Five things to consider when choosing a crystal oscillator

October 03, 2016 //By Steve Fry, Greenray Industries, Inc.
Five things to consider when choosing a crystal oscillator
Most electronic systems require some sort of oscillator as a critical functional block in their design. Some typical uses would include: a clock for a digital system that synchronizes the operation, a stable RF signal for a receiver or transmitter, an accurate frequency reference for precision measurements or a real time clock for accurate timekeeping. The specifications for the system and how the oscillator needs to function will determine most of the parameters of the device.

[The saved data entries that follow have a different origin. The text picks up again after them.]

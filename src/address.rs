// SPDX-FileCopyrightText: [2023] Serokell <hi@serokell.io>
// SPDX-FileCopyrightText: [2022-2023] TriliTech <contact@trili.tech>
//
// SPDX-License-Identifier: MIT

//! Tezos addresses and their binary encoding.
//!
//! An address is either implicit (`tz1`, `tz2`, `tz3`) or originated
//! (`KT1`), optionally followed by `%` and an entrypoint name.

pub mod entrypoint;
pub mod error;

pub use self::entrypoint::Entrypoint;
pub use self::error::AddressError;

use crate::hash::{check_decode, HashType, IdError};
use crate::writer::Writer;

const TAG_IMPLICIT: u8 = 0;
const TAG_KT1: u8 = 1;
const PADDING_ORIGINATED: &[u8] = &[0];

/// Kinds an address may decode to, in the order they are tried.
pub const ADDRESS_KINDS: [HashType; 4] = [
    HashType::ContractTz1Hash,
    HashType::ContractTz2Hash,
    HashType::ContractTz3Hash,
    HashType::ContractKt1Hash,
];

/// All address hashes are 20 bytes in length.
pub const HASH_SIZE: usize = 20;

/// Public key hash of an implicit account.
#[derive(Debug, Clone, Copy, Eq, PartialOrd, Ord, PartialEq, Hash)]
pub enum KeyHash {
    Tz1([u8; HASH_SIZE]),
    Tz2([u8; HASH_SIZE]),
    Tz3([u8; HASH_SIZE]),
}

impl KeyHash {
    /// Curve tag followed by the hash.
    pub fn to_bytes(&self, out: &mut Writer) {
        let (tag, hash) = match self {
            KeyHash::Tz1(h) => (0u8, h),
            KeyHash::Tz2(h) => (1, h),
            KeyHash::Tz3(h) => (2, h),
        };
        out.write_u8(tag);
        out.write_bytes(hash);
    }
}

#[derive(Debug, Clone, Copy, Eq, PartialOrd, Ord, PartialEq, Hash)]
pub enum AddressHash {
    Implicit(KeyHash),
    Kt1([u8; HASH_SIZE]),
}

impl AddressHash {
    /// Decode a base58check address hash, without entrypoint.
    pub fn from_base58_check(data: &str) -> Result<Self, AddressError> {
        let invalid = |source: IdError| AddressError::InvalidAddress {
            address: data.to_owned(),
            source,
        };
        let (kind, payload) = check_decode(data, &ADDRESS_KINDS).map_err(invalid)?;
        tracing::debug!(%kind, "resolved address hash");

        let hash: [u8; HASH_SIZE] = payload.as_slice().try_into().map_err(|_| {
            invalid(IdError::InvalidSize {
                kind,
                expected: HASH_SIZE,
                actual: payload.len(),
            })
        })?;
        Ok(match kind {
            HashType::ContractTz1Hash => AddressHash::Implicit(KeyHash::Tz1(hash)),
            HashType::ContractTz2Hash => AddressHash::Implicit(KeyHash::Tz2(hash)),
            HashType::ContractTz3Hash => AddressHash::Implicit(KeyHash::Tz3(hash)),
            HashType::ContractKt1Hash => AddressHash::Kt1(hash),
            other => return Err(AddressError::UnexpectedKind(other)),
        })
    }

    pub fn to_bytes(&self, out: &mut Writer) {
        match self {
            AddressHash::Implicit(hash) => {
                out.write_u8(TAG_IMPLICIT);
                hash.to_bytes(out);
            }
            AddressHash::Kt1(hash) => {
                out.write_u8(TAG_KT1);
                out.write_bytes(hash);
                out.write_bytes(PADDING_ORIGINATED);
            }
        }
    }
}

#[derive(Debug, Clone, Eq, PartialOrd, Ord, PartialEq)]
pub struct Address {
    pub hash: AddressHash,
    pub entrypoint: Entrypoint,
}

impl Address {
    pub fn is_default_ep(&self) -> bool {
        self.entrypoint.is_default()
    }

    /// Parse `<hash>` or `<hash>%<entrypoint>`. The entrypoint ends at the
    /// next `%`, if any; later segments are ignored.
    pub fn from_base58_check(data: &str) -> Result<Self, AddressError> {
        let mut segments = data.split('%');
        let hash = segments.next().unwrap_or_default();
        let ep = segments.next().unwrap_or_default();
        let hash = AddressHash::from_base58_check(hash).map_err(|err| match err {
            AddressError::InvalidAddress { source, .. } => AddressError::InvalidAddress {
                address: data.to_owned(),
                source,
            },
            other => other,
        })?;
        Ok(Address {
            hash,
            entrypoint: Entrypoint::from(ep),
        })
    }

    /// Binary form: the hash, then the entrypoint name unless it is the
    /// default one. The entrypoint has no length prefix and runs to the end.
    pub fn to_bytes(&self, out: &mut Writer) {
        self.hash.to_bytes(out);
        if !self.is_default_ep() {
            out.write_bytes(self.entrypoint.as_bytes())
        }
    }

    pub fn to_bytes_vec(&self) -> Vec<u8> {
        let mut out = Writer::new();
        self.to_bytes(&mut out);
        out.into_bytes()
    }
}

impl TryFrom<&str> for Address {
    type Error = AddressError;
    fn try_from(value: &str) -> Result<Self, Self::Error> {
        Self::from_base58_check(value)
    }
}

/// Encode a textual address, with optional `%entrypoint`, to its binary form.
pub fn encode_address(raw: &str) -> Result<Vec<u8>, AddressError> {
    Address::from_base58_check(raw).map(|addr| addr.to_bytes_vec())
}
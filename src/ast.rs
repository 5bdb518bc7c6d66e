// SPDX-FileCopyrightText: [2023] Serokell <hi@serokell.io>
// SPDX-FileCopyrightText: [2022-2023] TriliTech <contact@trili.tech>
//
// SPDX-License-Identifier: MIT

//! Micheline expressions and the primitive vocabulary.

pub mod json;
pub mod micheline;
pub mod prim;

pub use micheline::Micheline;
pub use prim::{Prim, PrimError};
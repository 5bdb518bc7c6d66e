// SPDX-FileCopyrightText: [2023] Serokell <hi@serokell.io>
// SPDX-FileCopyrightText: [2022-2023] TriliTech <contact@trili.tech>
//
// SPDX-License-Identifier: MIT

//! Micheline serialization.

use std::str::FromStr;

use num_bigint::{BigInt, Sign};
use num_traits::Zero;

use super::constants::*;
use super::{EncodeConfig, EncodeError};
use crate::ast::{Micheline, Prim};
use crate::writer::Writer;

/// Parse a hex string into bytes. Every byte must be exactly two hex digits.
/// A bad pair is reported before a dangling digit.
pub fn parse_hex(s: &str) -> Result<Vec<u8>, EncodeError> {
    let raw = s.as_bytes();
    let malformed = |offset: usize| EncodeError::MalformedHex {
        pair: String::from_utf8_lossy(&raw[offset..(offset + 2).min(raw.len())]).into_owned(),
        offset,
    };
    let whole = raw.len() - raw.len() % 2;
    let bs = hex::decode(&raw[..whole]).map_err(|err| match err {
        hex::FromHexError::InvalidHexCharacter { index, .. } => malformed(index - index % 2),
        _ => malformed(0),
    })?;
    if whole < raw.len() {
        return Err(malformed(whole));
    }
    Ok(bs)
}

/// Put a number, in sign-magnitude form: the first byte carries the sign bit
/// (0x40) and 6 bits of magnitude, every next byte 7 bits. The top bit (0x80)
/// of each byte marks that more bytes follow. Least significant group first.
fn put_number(n: &BigInt, out: &mut Writer) {
    let negative = n.sign() == Sign::Minus;
    let mut mag = n.magnitude().clone();

    let low_bits = |mag: &num_bigint::BigUint, bits: u32| {
        (mag.iter_u32_digits().next().unwrap_or(0) & ((1 << bits) - 1)) as u8
    };

    let mut byte = low_bits(&mag, 6);
    mag >>= 6usize;
    if negative {
        byte |= 0x40;
    }
    loop {
        if mag.is_zero() {
            out.write_u8(byte);
            return;
        }
        out.write_u8(byte | 0x80);
        byte = low_bits(&mag, 7);
        mag >>= 7usize;
    }
}

/// An optional sign followed by at least one ASCII digit.
fn is_decimal(text: &str) -> bool {
    let digits = text.strip_prefix(['-', '+']).unwrap_or(text);
    !digits.is_empty() && digits.bytes().all(|b| b.is_ascii_digit())
}

fn put_int(text: &str, out: &mut Writer) -> Result<(), EncodeError> {
    let invalid = || EncodeError::InvalidInt(text.to_owned());
    if !is_decimal(text) {
        return Err(invalid());
    }
    let n = BigInt::from_str(text).map_err(|_| invalid())?;
    out.write_u8(NUMBER_TAG);
    put_number(&n, out);
    Ok(())
}

/// Put a Michelson string.
fn put_string(s: &str, out: &mut Writer) {
    out.write_u8(STRING_TAG);
    out.put_len_prefixed(s.as_bytes())
}

/// Put a bytes literal given in hex.
fn put_bytes(hex: &str, out: &mut Writer) -> Result<(), EncodeError> {
    let bs = parse_hex(hex)?;
    out.write_u8(BYTES_TAG);
    out.put_len_prefixed(&bs);
    Ok(())
}

/// Annotations, space-separated, with their length.
fn put_annots(annots: &[String], out: &mut Writer) {
    out.put_len_prefixed(annots.join(" ").as_bytes())
}

/// Tag of an application with `n_args` arguments.
fn app_tag(n_args: usize, has_annots: bool) -> u8 {
    match n_args {
        0..=2 => APP_NO_ARGS_NO_ANNOTS_TAG + (n_args as u8) * 2 + u8::from(has_annots),
        _ => APP_GENERIC,
    }
}

struct Encoder<'c> {
    config: &'c EncodeConfig,
}

impl Encoder<'_> {
    /// Recursive encoding function for [Micheline].
    fn encode(&self, mich: &Micheline, depth: usize, out: &mut Writer) -> Result<(), EncodeError> {
        if depth > self.config.max_depth {
            return Err(EncodeError::DepthExceeded(self.config.max_depth));
        }
        match mich {
            Micheline::Int(i) => put_int(i, out),
            Micheline::String(s) => {
                put_string(s, out);
                Ok(())
            }
            Micheline::Bytes(b) => put_bytes(b, out),
            Micheline::Seq(s) => {
                out.write_u8(SEQ_TAG);
                out.with_patchback_len(|out| self.encode_all(s, depth, out))
            }
            Micheline::App(prim, args, annots) => self.encode_app(prim, args, annots, depth, out),
        }
    }

    fn encode_all(
        &self,
        items: &[Micheline],
        depth: usize,
        out: &mut Writer,
    ) -> Result<(), EncodeError> {
        items
            .iter()
            .try_for_each(|item| self.encode(item, depth + 1, out))
    }

    fn encode_app(
        &self,
        name: &str,
        args: &[Micheline],
        annots: &[String],
        depth: usize,
        out: &mut Writer,
    ) -> Result<(), EncodeError> {
        let prim = Prim::from_name(name)?;
        out.write_u8(app_tag(args.len(), !annots.is_empty()));
        out.write_u8(prim.code());
        if args.len() < 3 {
            // arity is implied by the tag
            self.encode_all(args, depth, out)?;
            if !annots.is_empty() {
                put_annots(annots, out);
            }
        } else {
            out.with_patchback_len(|out| self.encode_all(args, depth, out))?;
            // the generic form always has an annotation slot, possibly empty
            put_annots(annots, out);
        }
        Ok(())
    }
}

impl Micheline {
    /// Serialize the expression, without the version marker.
    pub fn encode_raw(&self) -> Result<Vec<u8>, EncodeError> {
        self.encode_starting_with(&[], &EncodeConfig::default())
    }

    /// Serialize the expression the way `PACK` does: the version marker
    /// `0x05` followed by the expression.
    pub fn encode_for_pack(&self) -> Result<Vec<u8>, EncodeError> {
        self.encode_for_pack_with(&EncodeConfig::default())
    }

    /// Like [Micheline::encode_for_pack], with explicit limits.
    pub fn encode_for_pack_with(&self, config: &EncodeConfig) -> Result<Vec<u8>, EncodeError> {
        self.encode_starting_with(&[PACK_TAG], config)
    }

    fn encode_starting_with(
        &self,
        start_bytes: &[u8],
        config: &EncodeConfig,
    ) -> Result<Vec<u8>, EncodeError> {
        let mut out = Writer::new();
        out.write_bytes(start_bytes);
        Encoder { config }.encode(self, 1, &mut out)?;
        tracing::trace!(len = out.len(), "encoded micheline");
        Ok(out.into_bytes())
    }
}
// Copyright (c) SimpleStaking, Viable Systems and Tezedge Contributors
// SPDX-FileCopyrightText: 2023 TriliTech <contact@trili.tech>
// SPDX-License-Identifier: MIT

//! Base58 with a 4-byte double-SHA256 checksum, as used for all Tezos
//! identifiers.

use cryptoxide::hashing::sha256;
use thiserror::Error;

/// Size of the checksum appended to the payload.
pub const CHECKSUM_BYTE_SIZE: usize = 4;

/// Possible errors for base58check decoding.
#[derive(Debug, Error, Clone, PartialEq, Eq)]
pub enum FromBase58CheckError {
    /// The input has characters outside of the base58 alphabet.
    #[error("invalid base58")]
    InvalidBase58,
    /// The input had invalid checksum.
    #[error("invalid checksum")]
    InvalidChecksum,
    /// The input is missing checksum.
    #[error("missing checksum")]
    MissingChecksum,
}

fn double_sha256(data: &[u8]) -> [u8; 32] {
    let digest = sha256(data);
    sha256(digest.as_ref())
}

/// A trait for converting a value to base58check encoded string.
pub trait ToBase58Check {
    fn to_base58check(&self) -> String;
}

/// A trait for decoding base58check encoded values.
pub trait FromBase58Check {
    /// Decode and verify the checksum, returning the payload without it.
    #[allow(clippy::wrong_self_convention)]
    fn from_base58check(&self) -> Result<Vec<u8>, FromBase58CheckError>;
}

impl ToBase58Check for [u8] {
    fn to_base58check(&self) -> String {
        let mut payload = Vec::with_capacity(self.len() + CHECKSUM_BYTE_SIZE);
        payload.extend(self);
        let checksum = double_sha256(self);
        payload.extend(&checksum[..CHECKSUM_BYTE_SIZE]);

        bs58::encode(payload).into_string()
    }
}

impl FromBase58Check for str {
    fn from_base58check(&self) -> Result<Vec<u8>, FromBase58CheckError> {
        let mut payload = bs58::decode(self)
            .into_vec()
            .map_err(|_| FromBase58CheckError::InvalidBase58)?;
        if payload.len() < CHECKSUM_BYTE_SIZE {
            return Err(FromBase58CheckError::MissingChecksum);
        }
        let data_len = payload.len() - CHECKSUM_BYTE_SIZE;
        let (data, checksum_provided) = payload.split_at(data_len);
        let checksum_expected = double_sha256(data);
        if &checksum_expected[..CHECKSUM_BYTE_SIZE] != checksum_provided {
            return Err(FromBase58CheckError::InvalidChecksum);
        }
        payload.truncate(data_len);
        Ok(payload)
    }
}

#[cfg(test)]
mod tests {
    use super::*;

    #[test]
    fn test_encode() -> Result<(), anyhow::Error> {
        let encoded = hex::decode("5752008eceda2f")?.to_base58check();
        assert_eq!("NetXgtSLGNJvNye", &encoded);

        Ok(())
    }

    #[test]
    fn test_decode() -> Result<(), anyhow::Error> {
        let decoded = "NetXgtSLGNJvNye".from_base58check()?;
        assert_eq!(hex::decode("5752008eceda2f")?, decoded);

        Ok(())
    }

    #[test]
    fn test_decode_bad_checksum() {
        // last character altered
        assert_eq!(
            "NetXgtSLGNJvNyf".from_base58check(),
            Err(FromBase58CheckError::InvalidChecksum)
        );
    }

    #[test]
    fn test_decode_bad_alphabet() {
        assert_eq!(
            "NetXgtSLGNJvN0e".from_base58check(),
            Err(FromBase58CheckError::InvalidBase58)
        );
    }

    #[test]
    fn test_decode_too_short() {
        assert_eq!(
            "1".from_base58check(),
            Err(FromBase58CheckError::MissingChecksum)
        );
    }
}
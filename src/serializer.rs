// SPDX-FileCopyrightText: [2023] Serokell <hi@serokell.io>
// SPDX-FileCopyrightText: [2022-2023] TriliTech <contact@trili.tech>
//
// SPDX-License-Identifier: MIT

//! Serialization of Micheline to bytes, in the format used by the `PACK`
//! instruction.
//!
//! Functions are defined as associated functions on [crate::ast::Micheline],
//! see [crate::ast::Micheline::encode_for_pack].

pub mod constants;
mod encode;
mod integration_tests;

pub use encode::parse_hex;

use crate::ast::PrimError;
use constants::DEFAULT_MAX_DEPTH;

/// Errors possible while encoding. Any of them aborts the whole encoding and
/// no partial output is returned.
#[derive(Debug, PartialEq, Eq, Clone, thiserror::Error)]
pub enum EncodeError {
    /// Application of a primitive outside of the vocabulary.
    #[error(transparent)]
    UnknownPrimitive(#[from] PrimError),
    /// A bytes literal is not valid hex.
    #[error("can't parse hex byte {pair:?} at offset {offset}")]
    MalformedHex { pair: String, offset: usize },
    /// An int literal is not a decimal integer.
    #[error("invalid int literal: {0}")]
    InvalidInt(String),
    #[error("expression is nested deeper than {0} levels")]
    DepthExceeded(usize),
}

/// Limits applied while encoding.
#[derive(Debug, Clone, Copy, PartialEq, Eq)]
pub struct EncodeConfig {
    /// Maximum nesting of expressions, the top-level one counting as 1.
    pub max_depth: usize,
}

impl Default for EncodeConfig {
    fn default() -> Self {
        EncodeConfig {
            max_depth: DEFAULT_MAX_DEPTH,
        }
    }
}
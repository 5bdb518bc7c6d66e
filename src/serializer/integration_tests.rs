// SPDX-FileCopyrightText: [2023] Serokell <hi@serokell.io>
// SPDX-FileCopyrightText: [2022-2023] TriliTech <contact@trili.tech>
//
// SPDX-License-Identifier: MIT

//! Tests that cover several components: addresses packed inside Micheline.

#[cfg(test)]
mod test_pack_with_address {
    use crate::address::encode_address;
    use crate::ast::{Micheline, Prim};

    const TARGET: &str = "KT1Ni4pYV3UGWcDp7MgR5prgcD4NCK1MpXiR";

    fn transfer_payload() -> Micheline {
        let target = hex::encode(encode_address(TARGET).unwrap());
        Micheline::prim2(
            Prim::Pair,
            Micheline::prim2(Prim::Pair, "testId".into(), Micheline::Bytes(target)),
            Micheline::Int("17170000".to_owned()),
        )
    }

    #[test]
    fn test_pair_with_address() {
        let expected = concat!(
            "05",                                           // version
            "0707",                                         // Pair, 2 args
            "0707",                                         // Pair, 2 args
            "0100000006746573744964",                       // "testId"
            "0a00000016",                                   // bytes, 22 long
            "019af3138763ec09dde90926f5a6b60783a21607d500", // KT1 address
            "0090f9af10",                                   // 17170000
        );
        assert_eq!(
            hex::encode(transfer_payload().encode_for_pack().unwrap()),
            expected
        );
    }

    #[test]
    fn test_deterministic() {
        let m = transfer_payload();
        assert_eq!(m.encode_for_pack(), m.encode_for_pack());
        assert_eq!(transfer_payload().encode_for_pack(), m.encode_for_pack());
    }

    #[test]
    fn test_from_json() {
        let m = Micheline::from_json(
            r#"{ "prim": "Pair",
                 "args": [ { "prim": "Pair",
                             "args": [ { "string": "testId" },
                                       { "bytes": "019af3138763ec09dde90926f5a6b60783a21607d500" } ] },
                           { "int": "17170000" } ] }"#,
        )
        .unwrap();
        assert_eq!(m.encode_for_pack(), transfer_payload().encode_for_pack());
    }

    // Expected bytes as produced by
    // octez-client --mode mockup run michelson code PACK on stack "{Stack_elt $ty $val}"
    #[test]
    fn test_packed_address_value() {
        let address = hex::encode(encode_address("tz1NyAf1KeeFCCPPAZ9ard9YVshVGFibzVKa").unwrap());
        assert_eq!(
            hex::encode(Micheline::Bytes(address).encode_for_pack().unwrap()),
            "050a0000001600002486eda3c7bbbe6be511b46d6deeb1594258a7fd"
        );
    }

    #[test]
    fn test_comb_pair() {
        let m = Micheline::prim2(
            Prim::Pair,
            Micheline::int(1),
            Micheline::prim2(Prim::Pair, Micheline::int(2), Micheline::int(3)),
        );
        assert_eq!(
            hex::encode(m.encode_for_pack().unwrap()),
            "0507070001070700020003"
        );
    }
}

The key component in any oscillator is the resonator which will control the frequency and determine what stability specifications may be achieved. While it is possible to implement a simple oscillator with an LC or RC resonator that may suffice for some applications, the addition of a quartz crystal will greatly improve the frequency stability of the device by several orders of magnitude, often with a minimal cost impact.


1. Output Frequency

The most fundamental attribute of any oscillator is the frequency that it will produce. By definition, an oscillator is a device that accepts an input voltage (usually a DC voltage) and produces a repetitive AC output at some frequency. The frequency that is needed is dictated by the type of system and how it will be used.

Some applications call for low frequency crystals in the kHz range. A common example would be a watch crystal at 32.768 kHz. But most current applications need higher frequency crystals ranging from less than 10 MHz to greater than 100 MHz.


2. Frequency Stability and Temperature Range

The required frequency stability is determined from the system requirements. The stability of an oscillator is simply given as the change in frequency due to some phenomenon divided by the center frequency.

That is: Stability = Change in Frequency ÷ Center Frequency

For example, if the oscillator output frequency is 10 MHz and it changed 10 Hz over temperature, it’s temperature stability would be: 10/10,000,000 = 1x10-6 = 1ppm. Typical stabilities for a crystal oscillator could range from 100ppm to 0.001ppm.